“Care for and harvesting of crops is a critical, labor-intensive aspect of our agriculture. Without adequate labor, asparagus, apples, or grapes might go unharvested; corn isn’t de-tasseled, and crops are left to rot in the field. The work is difficult and uncomfortable, the hours are long, the weather is a factor, and the jobs are seasonal.
Michigan workers don’t step up to take agricultural jobs, even with the state’s high rate of unemployment. Without workers, our area farmers and processors are at risk of closure or bankruptcy.”

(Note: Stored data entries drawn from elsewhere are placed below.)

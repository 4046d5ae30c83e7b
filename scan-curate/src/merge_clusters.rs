use crate::detection::{cell_columns, check_matrix, DetectionTable};
use crate::markers::{pair_stats, MarkerPairStats};
use crate::params::CurationParams;
use anyhow::{bail, Error};
use log::{debug, info, warn};
use scan_types::{ClusterAssignment, ExpressionMatrix};
use sprs::CsMat;
use std::collections::{BTreeMap, BTreeSet};
use std::fmt::Debug;

/// Which threshold a pair of clusters failed.
#[derive(Clone, Copy, Debug, PartialEq, Eq)]
#[cfg_attr(feature = "serde", derive(serde::Serialize))]
pub enum MergeReason {
    /// the smaller cluster has fewer than `min_cluster_size` cells
    Size,
    /// fewer than `min_marker_genes` markers in at least one direction
    Markers,
    SizeAndMarkers,
}

impl MergeReason {
    pub fn as_str(&self) -> &'static str {
        match self {
            MergeReason::Size => "size",
            MergeReason::Markers => "markers",
            MergeReason::SizeAndMarkers => "size+markers",
        }
    }
}

/// Return the reason `stats` fails the curation thresholds, or `None` if the pair passes.
pub fn pair_failure<L>(stats: &MarkerPairStats<L>, params: &CurationParams) -> Option<MergeReason> {
    let small = stats.min_size < params.min_cluster_size;
    let few_markers = stats.min_dex_count < params.min_marker_genes;
    match (small, few_markers) {
        (true, true) => Some(MergeReason::SizeAndMarkers),
        (true, false) => Some(MergeReason::Size),
        (false, true) => Some(MergeReason::Markers),
        (false, false) => None,
    }
}

/// All cells labelled `from` are relabelled `to`.
#[derive(Clone, Debug, PartialEq, Eq)]
#[cfg_attr(feature = "serde", derive(serde::Serialize))]
pub struct MergeDirective<L> {
    pub from: L,
    pub to: L,
}

/// A merge applied during curation, with the statistics of the pair that triggered it.
#[derive(Clone, Debug, PartialEq, Eq)]
#[cfg_attr(feature = "serde", derive(serde::Serialize))]
pub struct MergeEvent<L> {
    pub pass: usize,
    pub directive: MergeDirective<L>,
    pub reason: MergeReason,
    pub min_size: usize,
    pub min_dex_count: usize,
}

#[derive(Clone, Debug, PartialEq, Eq)]
#[cfg_attr(feature = "serde", derive(serde::Serialize))]
pub struct PassSummary {
    /// 1-based
    pub pass: usize,
    pub num_clusters: usize,
    pub pairs_evaluated: usize,
    pub failing_pairs: usize,
    pub merges_applied: usize,
}

/// Outcome of `curate_clusters`.
#[derive(Clone, Debug)]
pub struct CurationResult<L> {
    pub assignment: ClusterAssignment<L>,
    pub passes: Vec<PassSummary>,
    pub merges: Vec<MergeEvent<L>>,
    /// Pair statistics of the terminal pass, every entry of which passes the thresholds.
    /// Empty when fewer than two clusters remain.
    pub final_stats: Vec<MarkerPairStats<L>>,
    /// Curation merged two or more clusters into one. Valid output, but usually a sign the
    /// thresholds need review.
    pub collapsed: bool,
}

impl<L: Ord + Clone> CurationResult<L> {
    pub fn num_clusters(&self) -> usize {
        self.assignment.num_clusters()
    }
}

/// Merges applied within one pass. Each absorbed label points at the label that absorbed it;
/// surviving labels have no entry. Directives arrive in sorted pair order, so an absorbed label
/// never holds other absorbed labels and the map stays one level deep.
struct PassMerges<L> {
    parent: BTreeMap<L, L>,
}

impl<L: Ord + Clone> PassMerges<L> {
    fn new() -> Self {
        PassMerges {
            parent: BTreeMap::new(),
        }
    }

    fn resolve(&self, label: &L) -> L {
        self.parent.get(label).unwrap_or(label).clone()
    }

    /// Fold `from` into `to`. A directive naming a label that was already absorbed earlier in
    /// the pass has no effect, since no cells remain under that label; the pair is evaluated
    /// again on the next pass.
    fn merge(&mut self, from: &L, to: &L) -> Option<MergeDirective<L>> {
        if from == to || self.parent.contains_key(from) || self.parent.contains_key(to) {
            return None;
        }
        self.parent.insert(from.clone(), to.clone());
        Some(MergeDirective {
            from: from.clone(),
            to: to.clone(),
        })
    }

    fn is_empty(&self) -> bool {
        self.parent.is_empty()
    }
}

fn num_distinct<L: Ord>(labels: &[L]) -> usize {
    labels.iter().collect::<BTreeSet<_>>().len()
}

struct Curation<L> {
    labels: Vec<L>,
    passes: Vec<PassSummary>,
    merges: Vec<MergeEvent<L>>,
    final_stats: Vec<MarkerPairStats<L>>,
}

/// Fixed-point iteration: compute pair statistics on the current labels, merge every failing
/// pair `cl2 -> cl1` in enumeration order, repeat until a pass finds no failing pair.
fn run_curation<L>(
    matrix: &CsMat<f64>,
    cells: &[usize],
    mut labels: Vec<L>,
    params: &CurationParams,
) -> Result<Curation<L>, Error>
where
    L: Ord + Clone + Debug + Send + Sync,
{
    let initial_clusters = num_distinct(&labels);
    let max_passes = params.max_passes.unwrap_or_else(|| initial_clusters.max(1));
    let mut passes = Vec::new();
    let mut merges = Vec::new();
    let mut final_stats = Vec::new();

    info!(
        "curating {} clusters over {} cells and {} genes",
        initial_clusters,
        cells.len(),
        matrix.rows()
    );

    loop {
        let num_clusters = num_distinct(&labels);
        if num_clusters < 2 {
            break;
        }
        let pass = passes.len() + 1;
        if pass > max_passes {
            bail!(
                "cluster curation did not converge within {} passes ({} clusters remain)",
                max_passes,
                num_clusters
            );
        }

        let table = DetectionTable::compute(matrix, cells, &labels, params.markers.expression_threshold)?;
        let stats = pair_stats(&table, &params.markers);
        let failing = stats
            .iter()
            .filter_map(|s| pair_failure(s, params).map(|reason| (s, reason)))
            .collect::<Vec<_>>();

        let mut pass_merges = PassMerges::new();
        for &(s, reason) in &failing {
            match pass_merges.merge(&s.cl2, &s.cl1) {
                Some(directive) => {
                    debug!(
                        "pass {}: merging cluster {:?} into {:?} ({}, min size {}, min markers {})",
                        pass,
                        directive.from,
                        directive.to,
                        reason.as_str(),
                        s.min_size,
                        s.min_dex_count
                    );
                    merges.push(MergeEvent {
                        pass,
                        directive,
                        reason,
                        min_size: s.min_size,
                        min_dex_count: s.min_dex_count,
                    });
                }
                None => debug!(
                    "pass {}: skipping {:?} -> {:?}, a label was already absorbed this pass",
                    pass, s.cl2, s.cl1
                ),
            }
        }

        let summary = PassSummary {
            pass,
            num_clusters,
            pairs_evaluated: stats.len(),
            failing_pairs: failing.len(),
            merges_applied: pass_merges.parent.len(),
        };
        info!(
            "pass {}: {} clusters, {} of {} pairs failing, {} merges",
            pass, summary.num_clusters, summary.failing_pairs, summary.pairs_evaluated, summary.merges_applied
        );
        passes.push(summary);

        if pass_merges.is_empty() {
            final_stats = stats;
            break;
        }
        labels = labels.iter().map(|l| pass_merges.resolve(l)).collect();
    }

    if initial_clusters > 1 && num_distinct(&labels) == 1 {
        warn!(
            "all {} clusters were merged into one; consider relaxing min_cluster_size / min_marker_genes",
            initial_clusters
        );
    }

    Ok(Curation {
        labels,
        passes,
        merges,
        final_stats,
    })
}

/// Iteratively merge clusters that are too small or lack enough marker genes distinguishing
/// them from another cluster. The caller's assignment is left untouched; cells keep their
/// order and the surviving label of each merged group is the smallest label in it.
pub fn curate_clusters<L>(
    matrix: &ExpressionMatrix,
    assignment: &ClusterAssignment<L>,
    params: &CurationParams,
) -> Result<CurationResult<L>, Error>
where
    L: Ord + Clone + Debug + Send + Sync,
{
    params.validate()?;
    if assignment.is_empty() {
        bail!("cluster assignment is empty");
    }
    check_matrix(&matrix.matrix)?;
    let cells = cell_columns(matrix, assignment)?;
    let initial_clusters = assignment.num_clusters();

    let labels = assignment.labels().to_vec();
    let curation = if matrix.matrix.is_csr() {
        run_curation(&matrix.matrix, &cells, labels, params)?
    } else {
        run_curation(&matrix.matrix.to_csr(), &cells, labels, params)?
    };
    let assignment = assignment.with_labels(curation.labels)?;
    let collapsed = initial_clusters > 1 && assignment.num_clusters() == 1;
    info!(
        "curation finished after {} passes: {} -> {} clusters",
        curation.passes.len(),
        initial_clusters,
        assignment.num_clusters()
    );

    Ok(CurationResult {
        assignment,
        passes: curation.passes,
        merges: curation.merges,
        final_stats: curation.final_stats,
        collapsed,
    })
}

/// Curate a plain label vector, one label per matrix column (cell).
pub fn curate_labels<L>(matrix: &CsMat<f64>, labels: Vec<L>, params: &CurationParams) -> Result<Vec<L>, Error>
where
    L: Ord + Clone + Debug + Send + Sync,
{
    params.validate()?;
    check_matrix(matrix)?;
    if labels.len() != matrix.cols() {
        bail!(
            "{} labels supplied for a matrix with {} cells",
            labels.len(),
            matrix.cols()
        );
    }
    let cells = (0..labels.len()).collect::<Vec<_>>();
    let curation = if matrix.is_csr() {
        run_curation(matrix, &cells, labels, params)?
    } else {
        run_curation(&matrix.to_csr(), &cells, labels, params)?
    };
    Ok(curation.labels)
}

/// Relabel a clustering from greatest cluster size to least, as `0, 1, ...`. Ties keep
/// label order.
pub fn relabel_by_size<L: Ord>(labels: &[L]) -> Vec<usize> {
    let mut hist = BTreeMap::<&L, usize>::default();
    for l in labels {
        *hist.entry(l).or_insert(0) += 1;
    }
    let mut hist = hist.into_iter().collect::<Vec<_>>();
    hist.sort_by(|(_, x), (_, y)| y.cmp(x));
    let map = hist
        .into_iter()
        .enumerate()
        .map(|(i, (l, _))| (l, i))
        .collect::<BTreeMap<_, _>>();
    labels.iter().map(|l| map[l]).collect()
}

~Suzanne Hoff, study chairperson
The above is from a very interesting Study of the Agricultural Migrant Worker Visa from the Leelanau County League of Women Voters. As the photo to the right demonstrates:
Seasonal workers have been essential to the operation of area farms since the transition from subsistence farming in the early 20th century. Agriculture was the principal livelihood for Michigan residents throughout the 1800s, but by the turn of the century, the Industrial Revolution was transforming agriculture from a small, self-sufficient family art to a large, mechanized, scientific industry. The tractor, the telephone, and the automobile revolutionized cultivation, communication, and transportation, and rural isolation was broken. Although farm conditions improved, people left the farms in droves and resettled in the cities. Rural depopulation became so severe during the 1920s that many farmers and growers had to import migrant labor.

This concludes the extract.